Your goal: Within the material below, how many lines include "BulkService"? Answer with the count only.
---- Dataset records
//! Bulk conversation operations with an audit record

use std::sync::Arc;
use time::OffsetDateTime;
use uuid::Uuid;

use trichat_shared::{
    BulkAction, BulkOperation, BulkOperationStatus, ConversationId, ShopId, TrichatError,
    TrichatResult,
};

use crate::store::{BulkOperationStore, ConversationStore};

/// Most conversation ids accepted in one request
pub const MAX_BULK_IDS: usize = 500;

/// Progress is written back every this many ids
const PROGRESS_INTERVAL: usize = 25;

#[derive(Clone)]
pub struct BulkService {
    conversations: Arc<dyn ConversationStore>,
    operations: Arc<dyn BulkOperationStore>,
}

impl BulkService {
    pub fn new(
        conversations: Arc<dyn ConversationStore>,
        operations: Arc<dyn BulkOperationStore>,
    ) -> Self {
        Self {
            conversations,
            operations,
        }
    }

    /// Apply `action` to every id in order and return the final record.
    ///
    /// Per-id failures are counted on the record rather than aborting the
    /// run. The record ends `completed` when anything succeeded (or there was
    /// nothing to do) and `failed` otherwise.
    pub async fn execute(
        &self,
        shop_id: &ShopId,
        action: BulkAction,
        conversation_ids: Vec<ConversationId>,
        created_by: impl Into<String>,
    ) -> TrichatResult<BulkOperation> {
        action.validate()?;
        if conversation_ids.len() > MAX_BULK_IDS {
            return Err(TrichatError::validation(format!(
                "At most {} conversations per bulk operation",
                MAX_BULK_IDS
            )));
        }

        let mut op = BulkOperation::start(shop_id.clone(), action, conversation_ids, created_by);
        self.operations.insert_operation(&op).await?;

        tracing::info!(
            operation_id = %op.id,
            shop_id = %shop_id,
            operation_type = %op.operation_type,
            conversation_count = op.conversation_ids.len(),
            "Bulk operation started"
        );

        let ids = op.conversation_ids.clone();
        let total = ids.len();
        for (index, id) in ids.iter().enumerate() {
            match self.conversations.apply_bulk_action(shop_id, id, &op.action).await {
                Ok(true) => op.success_count += 1,
                Ok(false) => {
                    op.error_count += 1;
                    op.errors.push(format!("{}: conversation not found", id));
                }
                Err(e) => {
                    op.error_count += 1;
                    op.errors.push(format!("{}: {}", id, e));
                }
            }

            let processed = index + 1;
            op.progress_percentage = ((processed * 100) / total) as i32;

            if processed % PROGRESS_INTERVAL == 0 && processed < total {
                op.updated_at = OffsetDateTime::now_utc();
                if let Err(e) = self.operations.update_operation(&op).await {
                    return self.abort(op, format!("Failed to record progress: {}", e)).await;
                }
            }
        }

        let now = OffsetDateTime::now_utc();
        op.progress_percentage = 100;
        op.updated_at = now;
        op.completed_at = Some(now);
        if op.success_count > 0 || total == 0 {
            op.status = BulkOperationStatus::Completed;
        } else {
            op.status = BulkOperationStatus::Failed;
            op.error_message = Some(format!("All {} conversations failed", total));
        }

        if let Err(e) = self.operations.update_operation(&op).await {
            return self
                .abort(op, format!("Failed to record completion: {}", e))
                .await;
        }

        tracing::info!(
            operation_id = %op.id,
            status = %op.status,
            success_count = op.success_count,
            error_count = op.error_count,
            "Bulk operation finished"
        );
        Ok(op)
    }

    /// Mark the record failed after a write error; best-effort since the
    /// store just failed once already.
    async fn abort(&self, mut op: BulkOperation, message: String) -> TrichatResult<BulkOperation> {
        tracing::error!(operation_id = %op.id, error = %message, "Bulk operation aborted");

        let now = OffsetDateTime::now_utc();
        op.status = BulkOperationStatus::Failed;
        op.error_message = Some(message);
        op.updated_at = now;
        op.completed_at = Some(now);

        if let Err(e) = self.operations.update_operation(&op).await {
            tracing::error!(
                operation_id = %op.id,
                error = %e,
                "Failed to mark bulk operation as failed"
            );
        }
        Ok(op)
    }

    pub async fn get(&self, shop_id: &ShopId, id: Uuid) -> TrichatResult<BulkOperation> {
        self.operations
            .get_operation(shop_id, id)
            .await?
            .ok_or_else(|| TrichatError::not_found(format!("bulk operation {}", id)))
    }
}

#[cfg(test)]
mod tests {
    use super::*;
    use crate::store::MemoryStore;
    use trichat_shared::{Conversation, ConversationStatus, Priority};

    async fn setup(ids: &[&str]) -> (Arc<MemoryStore>, BulkService, ShopId) {
        let store = Arc::new(MemoryStore::new());
        let shop: ShopId = "shop1".into();
        for id in ids {
            let conv = Conversation::new((*id).into(), shop.clone(), "cust".into());
            store.create_conversation(&conv).await.unwrap();
        }
        let service = BulkService::new(store.clone(), store.clone());
        (store, service, shop)
    }

    fn ids(raw: &[&str]) -> Vec<ConversationId> {
        raw.iter().map(|s| (*s).into()).collect()
    }

    async fn snapshot(store: &MemoryStore, shop: &ShopId, raw: &[&str]) -> Vec<Conversation> {
        let mut out = Vec::new();
        for id in raw {
            out.push(
                store
                    .get_conversation(shop, &(*id).into())
                    .await
                    .unwrap()
                    .unwrap(),
            );
        }
        out
    }

    #[tokio::test]
    async fn test_noop_bulk_leaves_state_unchanged() {
        let (store, service, shop) = setup(&["A", "B", "C"]).await;
        let before = snapshot(&store, &shop, &["A", "B", "C"]).await;

        // Conversations are already open; setting open again changes nothing
        let op = service
            .execute(
                &shop,
                BulkAction::SetStatus {
                    status: ConversationStatus::Open,
                },
                ids(&["A", "B", "C"]),
                "agent:a1",
            )
            .await
            .unwrap();

        assert_eq!(op.status, BulkOperationStatus::Completed);
        assert_eq!(op.success_count, 3);
        assert_eq!(op.error_count, 0);

        let after = snapshot(&store, &shop, &["A", "B", "C"]).await;
        for (b, a) in before.iter().zip(after.iter()) {
            assert_eq!(b.status, a.status);
            assert_eq!(b.priority, a.priority);
            assert_eq!(b.tags, a.tags);
            assert_eq!(b.assigned_agent_id, a.assigned_agent_id);
        }
    }

    #[tokio::test]
    async fn test_add_then_remove_tag_with_interleaved_priority() {
        let (store, service, shop) = setup(&["A"]).await;
        let target = ids(&["A"]);

        for action in [
            BulkAction::AddTags {
                tags: vec!["vip".to_string()],
            },
            BulkAction::SetPriority {
                priority: Priority::High,
            },
            BulkAction::RemoveTags {
                tags: vec!["vip".to_string()],
            },
        ] {
            service
                .execute(&shop, action, target.clone(), "agent:a1")
                .await
                .unwrap();
        }

        let conv = &snapshot(&store, &shop, &["A"]).await[0];
        assert!(!conv.tags.iter().any(|t| t == "vip"));
        assert_eq!(conv.priority, Priority::High);
    }

    #[tokio::test]
    async fn test_partial_success_accounting() {
        let (_store, service, shop) = setup(&["A", "B"]).await;
        let op = service
            .execute(&shop, BulkAction::close(), ids(&["A", "missing", "B"]), "agent:a1")
            .await
            .unwrap();

        assert_eq!(op.status, BulkOperationStatus::Completed);
        assert_eq!(op.success_count, 2);
        assert_eq!(op.error_count, 1);
        assert_eq!(op.errors, vec!["missing: conversation not found".to_string()]);
        assert_eq!(op.progress_percentage, 100);

        let stored = service.get(&shop, op.id).await.unwrap();
        assert_eq!(stored, op);
    }

    #[tokio::test]
    async fn test_all_failed_marks_failed() {
        let (_store, service, shop) = setup(&[]).await;
        let op = service
            .execute(&shop, BulkAction::close(), ids(&["x", "y"]), "agent:a1")
            .await
            .unwrap();

        assert_eq!(op.status, BulkOperationStatus::Failed);
        assert_eq!(op.error_count, 2);
        assert!(op.error_message.is_some());
    }

    #[tokio::test]
    async fn test_empty_id_list_completes() {
        let (_store, service, shop) = setup(&[]).await;
        let op = service
            .execute(&shop, BulkAction::close(), Vec::new(), "agent:a1")
            .await
            .unwrap();
        assert_eq!(op.status, BulkOperationStatus::Completed);
        assert_eq!(op.progress_percentage, 100);
    }

    #[tokio::test]
    async fn test_other_shop_ids_are_not_touched() {
        let (store, service, _shop) = setup(&["A"]).await;
        let op = service
            .execute(&"shop2".into(), BulkAction::close(), ids(&["A"]), "agent:a1")
            .await
            .unwrap();
        assert_eq!(op.status, BulkOperationStatus::Failed);

        let conv = &snapshot(&store, &"shop1".into(), &["A"]).await[0];
        assert_eq!(conv.status, ConversationStatus::Open);
    }

    #[tokio::test]
    async fn test_invalid_action_writes_no_record() {
        let (_store, service, shop) = setup(&["A"]).await;
        let result = service
            .execute(&shop, BulkAction::AddTags { tags: vec![] }, ids(&["A"]), "agent:a1")
            .await;
        assert!(matches!(result, Err(TrichatError::Validation(_))));
    }

    #[tokio::test]
    async fn test_store_outage_fails_record_creation() {
        let (store, service, shop) = setup(&["A"]).await;
        store.set_unavailable(true);
        let result = service
            .execute(&shop, BulkAction::close(), ids(&["A"]), "agent:a1")
            .await;
        assert!(matches!(result, Err(TrichatError::Database(_))));
    }
}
--------
Answer to the problem: 4